* Task prompt
Everything from the line containing "pub struct SignUpForm" to the last line of the listing below, inclusive, is what you should output, exactly as it appears.

· · · · ·

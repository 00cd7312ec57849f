//! Wire DTOs for the authentication service boundary.
//!
//! DESIGN
//! ======
//! These types mirror the JSON the auth service emits so serde stays the only
//! translation layer. Unknown fields (timestamps, secrets) are ignored.

#[cfg(test)]
#[path = "types_test.rs"]
mod types_test;

use serde::{Deserialize, Deserializer, Serialize};

/// Role name granting administrative screens.
pub const ROLE_ADMIN: &str = "admin";
/// Role name granting every permission.
pub const ROLE_SUPER_ADMIN: &str = "super-admin";

/// The signed-in user as returned by `GET /auth/current`.
#[derive(Clone, Debug, PartialEq, Eq, Serialize, Deserialize)]
pub struct User {
    pub id: i64,
    #[serde(default)]
    pub email: String,
    #[serde(default)]
    pub display_name: String,
    /// Whether the email address has been verified.
    ///
    /// The service sends a confirmation timestamp (or null); plain booleans are
    /// accepted too.
    #[serde(default, deserialize_with = "deserialize_confirmation")]
    pub email_confirmed: bool,
    #[serde(default)]
    pub role: Option<Role>,
}

impl User {
    /// Role name, if the payload carried a role.
    #[must_use]
    pub fn role_name(&self) -> Option<&str> {
        self.role.as_ref().map(|r| r.name.as_str())
    }
}

#[derive(Clone, Debug, PartialEq, Eq, Serialize, Deserialize)]
pub struct Role {
    #[serde(default)]
    pub id: i64,
    pub name: String,
    #[serde(default)]
    pub is_default: bool,
    #[serde(default)]
    pub description: Option<String>,
    #[serde(default)]
    pub permissions: Vec<Permission>,
}

#[derive(Clone, Debug, PartialEq, Eq, Serialize, Deserialize)]
pub struct Permission {
    #[serde(default)]
    pub id: i64,
    pub name: String,
    #[serde(default)]
    pub description: String,
}

fn deserialize_confirmation<'de, D>(deserializer: D) -> Result<bool, D::Error>
where
    D: Deserializer<'de>,
{
    let value = Option::<serde_json::Value>::deserialize(deserializer)?;
    Ok(match value {
        None | Some(serde_json::Value::Null) => false,
        Some(serde_json::Value::Bool(b)) => b,
        Some(serde_json::Value::String(s)) => !s.trim().is_empty(),
        Some(_) => true,
    })
}

// =============================================================================
// REQUEST BODIES
// =============================================================================

/// Credentials posted to `/auth/login`.
#[derive(Clone, Debug, Default, PartialEq, Eq, Serialize, Deserialize)]
pub struct LoginForm {
    pub email: String,
    pub password: String,
    #[serde(default)]
    pub remember_me: bool,
}

/// Registration data posted to `/auth/signup`.
#[derive(Clone, Debug, Default, PartialEq, Eq, Serialize, Deserialize)]
pub struct SignUpForm {
    pub display_name: String,
    pub email: String,
    pub password: String,
    pub password_confirmation: String,
}

/// Body of the completed password reset.
#[derive(Clone, Debug, Default, PartialEq, Eq, Serialize, Deserialize)]
pub struct ResetPasswordForm {
    pub token: String,
    #[serde(default, skip_serializing_if = "Option::is_none")]
    pub email: Option<String>,
    pub password: String,
    pub password_confirmation: String,
}

/// Sign-up body with the optional invitation attached.
#[derive(Debug, Serialize)]
pub(crate) struct SignUpRequest<'a> {
    #[serde(flatten)]
    pub form: &'a SignUpForm,
    #[serde(skip_serializing_if = "Option::is_none")]
    pub invitation_id: Option<i64>,
}

/// `{email}` body shared by confirmation and reset requests.
#[derive(Debug, Serialize)]
pub(crate) struct EmailRequest<'a> {
    #[serde(skip_serializing_if = "Option::is_none")]
    pub email: Option<&'a str>,
}

// =============================================================================
// RESPONSES
// =============================================================================

/// Raw server reply handed back to callers for field-level error display.
#[derive(Clone, Debug, PartialEq)]
pub struct ApiResponse {
    pub status: u16,
    pub body: serde_json::Value,
}

/// `{title, message}` envelope the service uses for errors and acknowledgements.
#[derive(Clone, Debug, Default, PartialEq, Eq, Deserialize)]
pub struct MessageBody {
    #[serde(default)]
    pub title: Option<String>,
    #[serde(default)]
    pub message: Option<String>,
}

· · · · ·

* Task answer
pub struct SignUpForm {
    pub display_name: String,
    pub email: String,
    pub password: String,
    pub password_confirmation: String,
}

/// Body of the completed password reset.
#[derive(Clone, Debug, Default, PartialEq, Eq, Serialize, Deserialize)]
pub struct ResetPasswordForm {
    pub token: String,
    #[serde(default, skip_serializing_if = "Option::is_none")]
    pub email: Option<String>,
    pub password: String,
    pub password_confirmation: String,
}

/// Sign-up body with the optional invitation attached.
#[derive(Debug, Serialize)]
pub(crate) struct SignUpRequest<'a> {
    #[serde(flatten)]
    pub form: &'a SignUpForm,
    #[serde(skip_serializing_if = "Option::is_none")]
    pub invitation_id: Option<i64>,
}

/// `{email}` body shared by confirmation and reset requests.
#[derive(Debug, Serialize)]
pub(crate) struct EmailRequest<'a> {
    #[serde(skip_serializing_if = "Option::is_none")]
    pub email: Option<&'a str>,
}

// =============================================================================
// RESPONSES
// =============================================================================

/// Raw server reply handed back to callers for field-level error display.
#[derive(Clone, Debug, PartialEq)]
pub struct ApiResponse {
    pub status: u16,
    pub body: serde_json::Value,
}

/// `{title, message}` envelope the service uses for errors and acknowledgements.
#[derive(Clone, Debug, Default, PartialEq, Eq, Deserialize)]
pub struct MessageBody {
    #[serde(default)]
    pub title: Option<String>,
    #[serde(default)]
    pub message: Option<String>,
}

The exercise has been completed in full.